*Directions*: The entries below are to be reproduced in full, exactly as written.

== Input records

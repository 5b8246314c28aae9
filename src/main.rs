use anyhow::Result;
use clap::{Parser, Subcommand};

use finance_tracker::audit::AuditLogger;
use finance_tracker::cli::{
    handle_budget_command, handle_categories, handle_history, handle_spending, handle_summary,
    handle_theme, handle_transaction_command, BudgetCommands, TransactionCommands,
};
use finance_tracker::config::{FinancePaths, Settings};
use finance_tracker::logging;
use finance_tracker::services::FinanceStore;
use finance_tracker::storage::FileStore;

#[derive(Parser)]
#[command(
    name = "finance",
    version,
    about = "Personal finance tracker",
    long_about = "Track income and expenses, set per-category budgets and see \
                  monthly totals from the command line. Data lives in \
                  $FINANCE_TRACKER_DATA_DIR or ~/.config/finance-tracker."
)]
struct Cli {
    #[command(subcommand)]
    command: Option<Commands>,
}

#[derive(Subcommand)]
enum Commands {
    /// Show overall and current-month totals
    Summary,

    /// Transaction management commands
    #[command(subcommand, alias = "txn")]
    Transaction(TransactionCommands),

    /// Budget management commands
    #[command(subcommand)]
    Budget(BudgetCommands),

    /// Show expense totals per category
    Spending,

    /// List the known categories
    Categories,

    /// Toggle dark mode
    Theme,

    /// Show recent changes from the audit log
    History {
        /// Number of entries to show
        #[arg(short, long, default_value = "20")]
        limit: usize,
    },

    /// Show current configuration and paths
    Config,
}

fn main() -> Result<()> {
    logging::init();

    let cli = Cli::parse();

    let paths = FinancePaths::new()?;
    let settings = Settings::load_or_create(&paths)?;

    let command = match cli.command {
        Some(command) => command,
        None => {
            println!("finance - personal finance tracker");
            println!();
            println!("Run 'finance --help' for usage information.");
            return Ok(());
        }
    };

    if let Commands::Config = command {
        println!("Finance Tracker Configuration");
        println!("=============================");
        println!("Base directory:  {}", paths.base_dir().display());
        println!("Data directory:  {}", paths.data_dir().display());
        println!("Settings file:   {}", paths.settings_file().display());
        println!("Audit log:       {}", paths.audit_log().display());
        println!();
        println!("Settings:");
        println!("  Currency symbol: {}", settings.currency_symbol);
        println!("  Date format:     {}", settings.date_format);
        println!("  Audit enabled:   {}", settings.audit_enabled);
        println!("  Recent limit:    {}", settings.recent_limit);
        return Ok(());
    }

    if let Commands::Categories = command {
        handle_categories();
        return Ok(());
    }

    if let Commands::History { limit } = command {
        handle_history(&AuditLogger::new(paths.audit_log()), limit)?;
        return Ok(());
    }

    paths.ensure_directories()?;
    if !paths.settings_file().exists() {
        settings.save(&paths)?;
    }
    let store = FileStore::new(paths.data_dir());
    let audit = settings
        .audit_enabled
        .then(|| AuditLogger::new(paths.audit_log()));
    let mut finance = FinanceStore::open_with_audit(store, audit)?;

    for warning in finance.load_warnings() {
        eprintln!("Warning: {}", warning);
    }

    match command {
        Commands::Summary => handle_summary(&finance, &settings),
        Commands::Transaction(cmd) => handle_transaction_command(&mut finance, &settings, cmd)?,
        Commands::Budget(cmd) => handle_budget_command(&mut finance, &settings, cmd)?,
        Commands::Spending => handle_spending(&finance, &settings),
        Commands::Theme => handle_theme(&mut finance),
        Commands::Config | Commands::Categories | Commands::History { .. } => {}
    }

    Ok(())
}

====

*Answer box*:
repository 5b8246314c28aae9
filename src/main.rs
use anyhow::Result;
use clap::{Parser, Subcommand};

use finance_tracker::audit::AuditLogger;
use finance_tracker::cli::{
    handle_budget_command, handle_categories, handle_history, handle_spending, handle_summary,
    handle_theme, handle_transaction_command, BudgetCommands, TransactionCommands,
};
use finance_tracker::config::{FinancePaths, Settings};
use finance_tracker::logging;
use finance_tracker::services::FinanceStore;
use finance_tracker::storage::FileStore;

#[derive(Parser)]
#[command(
    name = "finance",
    version,
    about = "Personal finance tracker",
    long_about = "Track income and expenses, set per-category budgets and see \
                  monthly totals from the command line. Data lives in \
                  $FINANCE_TRACKER_DATA_DIR or ~/.config/finance-tracker."
)]
struct Cli {
    #[command(subcommand)]
    command: Option<Commands>,
}

#[derive(Subcommand)]
enum Commands {
    /// Show overall and current-month totals
    Summary,

    /// Transaction management commands
    #[command(subcommand, alias = "txn")]
    Transaction(TransactionCommands),

    /// Budget management commands
    #[command(subcommand)]
    Budget(BudgetCommands),

    /// Show expense totals per category
    Spending,

    /// List the known categories
    Categories,

    /// Toggle dark mode
    Theme,

    /// Show recent changes from the audit log
    History {
        /// Number of entries to show
        #[arg(short, long, default_value = "20")]
        limit: usize,
    },

    /// Show current configuration and paths
    Config,
}

fn main() -> Result<()> {
    logging::init();

    let cli = Cli::parse();

    let paths = FinancePaths::new()?;
    let settings = Settings::load_or_create(&paths)?;

    let command = match cli.command {
        Some(command) => command,
        None => {
            println!("finance - personal finance tracker");
            println!();
            println!("Run 'finance --help' for usage information.");
            return Ok(());
        }
    };

    if let Commands::Config = command {
        println!("Finance Tracker Configuration");
        println!("=============================");
        println!("Base directory:  {}", paths.base_dir().display());
        println!("Data directory:  {}", paths.data_dir().display());
        println!("Settings file:   {}", paths.settings_file().display());
        println!("Audit log:       {}", paths.audit_log().display());
        println!();
        println!("Settings:");
        println!("  Currency symbol: {}", settings.currency_symbol);
        println!("  Date format:     {}", settings.date_format);
        println!("  Audit enabled:   {}", settings.audit_enabled);
        println!("  Recent limit:    {}", settings.recent_limit);
        return Ok(());
    }

    if let Commands::Categories = command {
        handle_categories();
        return Ok(());
    }

    if let Commands::History { limit } = command {
        handle_history(&AuditLogger::new(paths.audit_log()), limit)?;
        return Ok(());
    }

    paths.ensure_directories()?;
    if !paths.settings_file().exists() {
        settings.save(&paths)?;
    }
    let store = FileStore::new(paths.data_dir());
    let audit = settings
        .audit_enabled
        .then(|| AuditLogger::new(paths.audit_log()));
    let mut finance = FinanceStore::open_with_audit(store, audit)?;

    for warning in finance.load_warnings() {
        eprintln!("Warning: {}", warning);
    }

    match command {
        Commands::Summary => handle_summary(&finance, &settings),
        Commands::Transaction(cmd) => handle_transaction_command(&mut finance, &settings, cmd)?,
        Commands::Budget(cmd) => handle_budget_command(&mut finance, &settings, cmd)?,
        Commands::Spending => handle_spending(&finance, &settings),
        Commands::Theme => handle_theme(&mut finance),
        Commands::Config | Commands::Categories | Commands::History { .. } => {}
    }

    Ok(())
}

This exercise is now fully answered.